KYCとは、銀行や証券会社などの金融機関が、新しく口座を開設する顧客の身元を確認する手続きのことです。「Know Your Customer」の頭文字を取った言葉で、日本語では「顧客確認」や「本人確認」と呼ばれます。
具体的には、運転免許証やマイナンバーカードなどの身分証明書を提示してもらい、名前、住所、生年月日、職業などの情報を確認します。最近ではスマートフォンで身分証を撮影したり、顔認証技術を使ったりするオンラインでのKYCも増えています。
なぜこのような手続きが必要なのでしょうか。それはマネーロンダリング(資金洗浄)やテロ資金供与といった犯罪を防ぐためです。犯罪者が偽名で口座を開いたり、他人の名義を不正に使ったりすることを防ぐため、世界中の国々で法律によってKYCが義務付けられています。

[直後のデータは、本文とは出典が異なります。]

//! DeviceObserverAgent: the producer of grab-eligibility reports.
//!
//! The observer sees every input transition on every device without holding
//! any of them exclusively.  It keeps a [`GrabbabilityTracker`] and reports
//! to the grabber only when a device's verdict changes.
//!
//! The grabber clears its ledger whenever its socket is (re)bound, so on
//! every `connected` the agent re-announces itself and sends a fresh report
//! for every device it knows, each with a new sequence number.

use std::ops::ControlFlow;

use grabd_core::protocol::messages::{ConnectFrom, ConnectMessage};
use grabd_core::{encode_message, DeviceId, GrabbabilityTracker, GrabbableState, Message, ObservedInput};
use grabd_ipc::{ChannelEvent, LifecycleEvent};
use serde::{Deserialize, Serialize};
use tokio::sync::mpsc;
use tracing::{debug, info, warn};

/// Something the device layer saw.
#[derive(Debug, Clone, Copy, PartialEq, Eq, Serialize, Deserialize)]
#[serde(tag = "kind", rename_all = "snake_case")]
pub enum Observation {
    Attached { device_id: DeviceId },
    Detached { device_id: DeviceId },
    Input(ObservedInput),
    CapsLock { on: bool },
}

/// Everything the agent reacts to.
#[derive(Debug)]
pub enum ObserverEvent {
    Channel(ChannelEvent),
    Observed(Observation),
    Shutdown,
}

impl From<ChannelEvent> for ObserverEvent {
    fn from(event: ChannelEvent) -> Self {
        ObserverEvent::Channel(event)
    }
}

impl From<Observation> for ObserverEvent {
    fn from(observation: Observation) -> Self {
        ObserverEvent::Observed(observation)
    }
}

/// The agent's channel to the grabber.
pub trait GrabberLink: Send {
    /// Queues a datagram; dropped while the channel is not connected.
    fn send(&self, payload: Vec<u8>);
}

impl GrabberLink for grabd_ipc::ChannelHandle {
    fn send(&self, payload: Vec<u8>) {
        grabd_ipc::ChannelHandle::send(self, payload);
    }
}

pub struct DeviceObserverAgent {
    pid: i32,
    tracker: GrabbabilityTracker,
    caps_lock: Option<bool>,
    connected: bool,
    link: Box<dyn GrabberLink>,
}

impl DeviceObserverAgent {
    pub fn new(pid: i32, link: Box<dyn GrabberLink>) -> Self {
        Self {
            pid,
            tracker: GrabbabilityTracker::new(),
            caps_lock: None,
            connected: false,
            link,
        }
    }

    pub fn tracker(&self) -> &GrabbabilityTracker {
        &self.tracker
    }

    pub fn is_connected(&self) -> bool {
        self.connected
    }

    /// Processes events until [`ObserverEvent::Shutdown`] or until every
    /// sender is gone.
    pub async fn run(mut self, mut events: mpsc::Receiver<ObserverEvent>) {
        info!(pid = self.pid, "device observer started");
        while let Some(event) = events.recv().await {
            if self.handle(event).is_break() {
                break;
            }
        }
        info!("device observer stopped");
    }

    /// Handles one event.  Returns `Break` on shutdown.
    pub fn handle(&mut self, event: ObserverEvent) -> ControlFlow<()> {
        match event {
            ObserverEvent::Channel(ChannelEvent { event, .. }) => self.on_channel_event(event),
            ObserverEvent::Observed(observation) => self.on_observation(observation),
            ObserverEvent::Shutdown => return ControlFlow::Break(()),
        }
        ControlFlow::Continue(())
    }

    fn on_channel_event(&mut self, event: LifecycleEvent) {
        match event {
            LifecycleEvent::Connected => {
                info!("connected to grabber");
                self.connected = true;
                self.announce();
            }
            LifecycleEvent::ConnectFailed(e) => {
                debug!(error = %e, "grabber not reachable; will retry");
                self.connected = false;
            }
            LifecycleEvent::Closed => {
                if self.connected {
                    warn!("grabber channel closed; will reconnect");
                }
                self.connected = false;
            }
            LifecycleEvent::Received(datagram) => {
                debug!(bytes = datagram.payload.len(), "observer ignores inbound datagrams");
            }
        }
    }

    fn on_observation(&mut self, observation: Observation) {
        match observation {
            Observation::Attached { device_id } => {
                info!(%device_id, "device attached");
                let report = self.tracker.device_attached(device_id);
                self.report(report);
            }
            Observation::Detached { device_id } => {
                info!(%device_id, "device detached");
                self.tracker.device_detached(device_id);
            }
            Observation::Input(input) => {
                if let Some(report) = self.tracker.observe(input) {
                    self.report(report);
                }
            }
            Observation::CapsLock { on } => {
                if self.caps_lock != Some(on) {
                    self.caps_lock = Some(on);
                    self.send(&Message::CapsLockStateChanged(on));
                }
            }
        }
    }

    fn announce(&mut self) {
        self.send(&Message::Connect(ConnectMessage {
            pid: self.pid,
            connect_from: ConnectFrom::Observer,
        }));
        for report in self.tracker.snapshot() {
            self.send(&Message::GrabbableStateChanged(report));
        }
        if let Some(on) = self.caps_lock {
            self.send(&Message::CapsLockStateChanged(on));
        }
    }

    fn report(&self, state: GrabbableState) {
        debug!(device_id = %state.device_id, status = ?state.status, sequence = state.sequence, "grabbable state");
        self.send(&Message::GrabbableStateChanged(state));
    }

    fn send(&self, message: &Message) {
        if !self.connected {
            return;
        }
        match encode_message(message) {
            Ok(bytes) => self.link.send(bytes),
            Err(e) => warn!(operation = ?message.operation_type(), error = %e, "failed to encode"),
        }
    }
}

#[cfg(test)]
mod tests {
    use super::*;
    use grabd_core::{decode_message, GrabbableStatus, KeyCode, PointingButton, PressedKey, UngrabbableReason};
    use grabd_ipc::ChannelId;
    use std::sync::{Arc, Mutex};

    const KEYBOARD: DeviceId = DeviceId(1);
    const MOUSE: DeviceId = DeviceId(2);

    #[derive(Clone, Default)]
    struct RecordingLink {
        sent: Arc<Mutex<Vec<Vec<u8>>>>,
    }

    impl RecordingLink {
        fn messages(&self) -> Vec<Message> {
            self.sent
                .lock()
                .expect("lock")
                .iter()
                .map(|bytes| decode_message(bytes).expect("decode"))
                .collect()
        }

        fn reports(&self) -> Vec<GrabbableState> {
            self.messages()
                .into_iter()
                .filter_map(|m| match m {
                    Message::GrabbableStateChanged(state) => Some(state),
                    _ => None,
                })
                .collect()
        }
    }

    impl GrabberLink for RecordingLink {
        fn send(&self, payload: Vec<u8>) {
            self.sent.lock().expect("lock").push(payload);
        }
    }

    fn connected_agent() -> (DeviceObserverAgent, RecordingLink) {
        let link = RecordingLink::default();
        let mut agent = DeviceObserverAgent::new(900, Box::new(link.clone()));
        agent.handle(channel(LifecycleEvent::Connected));
        (agent, link)
    }

    fn channel(event: LifecycleEvent) -> ObserverEvent {
        ObserverEvent::Channel(ChannelEvent {
            channel: ChannelId::new(),
            event,
        })
    }

    fn input(device_id: DeviceId, key: PressedKey, pressed: bool) -> ObserverEvent {
        Observation::Input(ObservedInput {
            device_id,
            key,
            pressed,
        })
        .into()
    }

    #[test]
    fn test_connected_announces_observer_role() {
        let (_, link) = connected_agent();

        assert_eq!(
            link.messages(),
            vec![Message::Connect(ConnectMessage {
                pid: 900,
                connect_from: ConnectFrom::Observer,
            })]
        );
    }

    #[test]
    fn test_held_key_makes_device_ungrabbable_until_released() {
        // Arrange
        let (mut agent, link) = connected_agent();
        agent.handle(Observation::Attached { device_id: KEYBOARD }.into());

        // Act
        agent.handle(input(KEYBOARD, PressedKey::Key(KeyCode::A), true));
        agent.handle(input(KEYBOARD, PressedKey::Key(KeyCode::A), false));

        // Assert
        let reports = link.reports();
        let statuses: Vec<_> = reports.iter().map(|r| r.status).collect();
        assert_eq!(
            statuses,
            vec![
                GrabbableStatus::Grabbable,
                GrabbableStatus::Ungrabbable(UngrabbableReason::KeyRepeating),
                GrabbableStatus::Grabbable,
            ]
        );
        assert!(reports.windows(2).all(|w| w[0].sequence < w[1].sequence));
    }

    #[test]
    fn test_reconnect_resends_every_device_with_newer_sequences() {
        // Arrange
        let (mut agent, link) = connected_agent();
        agent.handle(Observation::Attached { device_id: KEYBOARD }.into());
        agent.handle(Observation::Attached { device_id: MOUSE }.into());
        agent.handle(input(MOUSE, PressedKey::Button(PointingButton(1)), true));
        let before = link.reports();
        let last_sequence = before.iter().map(|r| r.sequence).max().expect("reports");

        // Act
        agent.handle(channel(LifecycleEvent::Closed));
        agent.handle(channel(LifecycleEvent::Connected));

        // Assert
        let resent: Vec<_> = link.reports().into_iter().skip(before.len()).collect();
        assert_eq!(resent.len(), 2);
        assert_eq!(resent[0].device_id, KEYBOARD);
        assert_eq!(resent[1].device_id, MOUSE);
        assert_eq!(
            resent[1].status,
            GrabbableStatus::Ungrabbable(UngrabbableReason::PointingButtonPressed)
        );
        assert!(resent.iter().all(|r| r.sequence > last_sequence));
    }

    #[test]
    fn test_reports_while_disconnected_are_not_sent() {
        // Arrange
        let link = RecordingLink::default();
        let mut agent = DeviceObserverAgent::new(900, Box::new(link.clone()));

        // Act
        agent.handle(Observation::Attached { device_id: KEYBOARD }.into());
        agent.handle(Observation::CapsLock { on: true }.into());

        // Assert
        assert!(link.messages().is_empty());
        assert_eq!(agent.tracker().status(KEYBOARD), Some(GrabbableStatus::Grabbable));
    }

    #[test]
    fn test_caps_lock_sent_on_change_and_replayed_on_connect() {
        // Arrange
        let (mut agent, link) = connected_agent();

        // Act
        agent.handle(Observation::CapsLock { on: true }.into());
        agent.handle(Observation::CapsLock { on: true }.into());
        agent.handle(channel(LifecycleEvent::Connected));

        // Assert
        let caps: Vec<_> = link
            .messages()
            .into_iter()
            .filter(|m| matches!(m, Message::CapsLockStateChanged(true)))
            .collect();
        assert_eq!(caps.len(), 2);
    }

    #[test]
    fn test_detached_device_is_not_resent() {
        let (mut agent, link) = connected_agent();
        agent.handle(Observation::Attached { device_id: KEYBOARD }.into());

        agent.handle(Observation::Detached { device_id: KEYBOARD }.into());
        agent.handle(channel(LifecycleEvent::Connected));

        assert_eq!(link.reports().len(), 1);
    }
}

銀行口座の開設時だけでなく、仮想通貨の取引所、証券口座、クレジットカードの申し込みなど、お金が動くあらゆるサービスでKYCが求められます。手続きが面倒に感じることもありますが、私たちの資産や金融システム全体の安全を守るための大切な仕組みです。近年は技術の進歩により、より迅速で便利なKYC手続きが可能になってきています。